Task objective. From the entries below, copy every line holding the word "docs".

Material shown.
*** Block opens ***

use utoipa::OpenApi;
use utoipa_swagger_ui::SwaggerUi;

use crate::{dashboard, errors, handlers, models, services};

#[derive(OpenApi)]
#[openapi(
    info(
        title = "PackOps API",
        version = "0.3.0",
        description = r#"
# PackOps Production Back Office

Dashboard and master data for a packaging production plant.

- **Dashboard**: order statistics, production metrics, period comparison, daily trends,
  rankings and operational alerts, narrowed by date period, customer and status.
- **Alerts**: acknowledged alerts stay hidden until the set of affected orders changes.
- **Master data**: customers with divisions, employees, contracts, shipping addresses
  and production-order processings.

Every successful response is wrapped in `{ success, data, message, errors, meta }`.
Field-level validation failures answer `422` with a `field -> message` map.
"#
    ),
    servers(
        (url = "http://localhost:8080", description = "Local development server")
    ),
    paths(
        handlers::dashboard::get_dashboard,
        handlers::dashboard::acknowledge_alert,
        handlers::customers::list_customers,
        handlers::customers::create_customer_form,
        handlers::customers::create_customer,
        handlers::customers::edit_customer_form,
        handlers::customers::update_customer,
        handlers::customers::get_customer,
        handlers::customers::delete_customer,
        handlers::employees::list_employees,
        handlers::employees::create_employee_form,
        handlers::employees::create_employee,
        handlers::employees::edit_employee_form,
        handlers::employees::update_employee,
        handlers::employees::get_employee,
        handlers::employees::delete_employee,
        handlers::contracts::list_contracts,
        handlers::contracts::create_contract_form,
        handlers::contracts::create_contract,
        handlers::contracts::edit_contract_form,
        handlers::contracts::update_contract,
        handlers::contracts::get_contract,
        handlers::contracts::delete_contract,
        handlers::shipping_addresses::list_shipping_addresses,
        handlers::shipping_addresses::create_shipping_address_form,
        handlers::shipping_addresses::create_shipping_address,
        handlers::shipping_addresses::edit_shipping_address_form,
        handlers::shipping_addresses::update_shipping_address,
        handlers::shipping_addresses::get_shipping_address,
        handlers::shipping_addresses::delete_shipping_address,
        handlers::shipping_addresses::load_divisions,
        handlers::processings::list_processings,
        handlers::processings::create_processing_form,
        handlers::processings::create_processing,
        handlers::processings::edit_processing_form,
        handlers::processings::update_processing,
        handlers::processings::get_processing,
        handlers::processings::delete_processing,
    ),
    components(
        schemas(
            dashboard::DashboardSnapshot,
            dashboard::snapshot::OrderCounts,
            dashboard::snapshot::QuantityTotals,
            dashboard::snapshot::StatusCount,
            dashboard::snapshot::DashboardStatistics,
            dashboard::snapshot::ProductionMetrics,
            dashboard::snapshot::Delta,
            dashboard::snapshot::PeriodComparison,
            dashboard::snapshot::TrendPoint,
            dashboard::snapshot::TopCustomer,
            dashboard::snapshot::TopEmployee,
            dashboard::snapshot::OrderSummary,
            dashboard::snapshot::AppliedFilters,
            dashboard::filters::DateFilter,
            dashboard::filters::DateRange,
            dashboard::filters::Section,
            models::Alert,
            models::AlertKind,
            models::AlertSeverity,
            models::AcknowledgeAlertRequest,
            services::alerts::AcknowledgementView,
            services::FormOption,
            services::customers::CustomerInput,
            services::customers::CustomerView,
            services::customers::DivisionView,
            services::customers::CustomerForm,
            services::employees::EmployeeInput,
            services::employees::EmployeeView,
            services::employees::EmployeeForm,
            services::contracts::ContractInput,
            services::contracts::ContractView,
            services::contracts::ContractForm,
            services::shipping_addresses::ShippingAddressInput,
            services::shipping_addresses::ShippingAddressView,
            services::shipping_addresses::ShippingAddressForm,
            services::processings::ProcessingInput,
            services::processings::ProcessingView,
            services::processings::ProcessingForm,
            errors::FieldErrors,
            errors::ErrorResponse
        )
    ),
    tags(
        (name = "Dashboard", description = "Production dashboard and alert acknowledgement"),
        (name = "Customers", description = "Customers and their divisions"),
        (name = "Employees", description = "Plant employees"),
        (name = "Contracts", description = "Employee contracts and pay levels"),
        (name = "Shipping addresses", description = "Delivery addresses per customer division"),
        (name = "Production order processings", description = "Work recorded against production orders")
    )
)]
pub struct ApiDocV1;

pub fn swagger_ui() -> SwaggerUi {
    SwaggerUi::new("/swagger-ui")
        .url("/api-docs/openapi.json", ApiDocV1::openapi())
        .config(utoipa_swagger_ui::Config::from("/api-docs/openapi.json").try_it_out_enabled(true))
}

*** Block closes ***

Exercise solution.
        .url("/api-docs/openapi.json", ApiDocV1::openapi())
        .config(utoipa_swagger_ui::Config::from("/api-docs/openapi.json").try_it_out_enabled(true))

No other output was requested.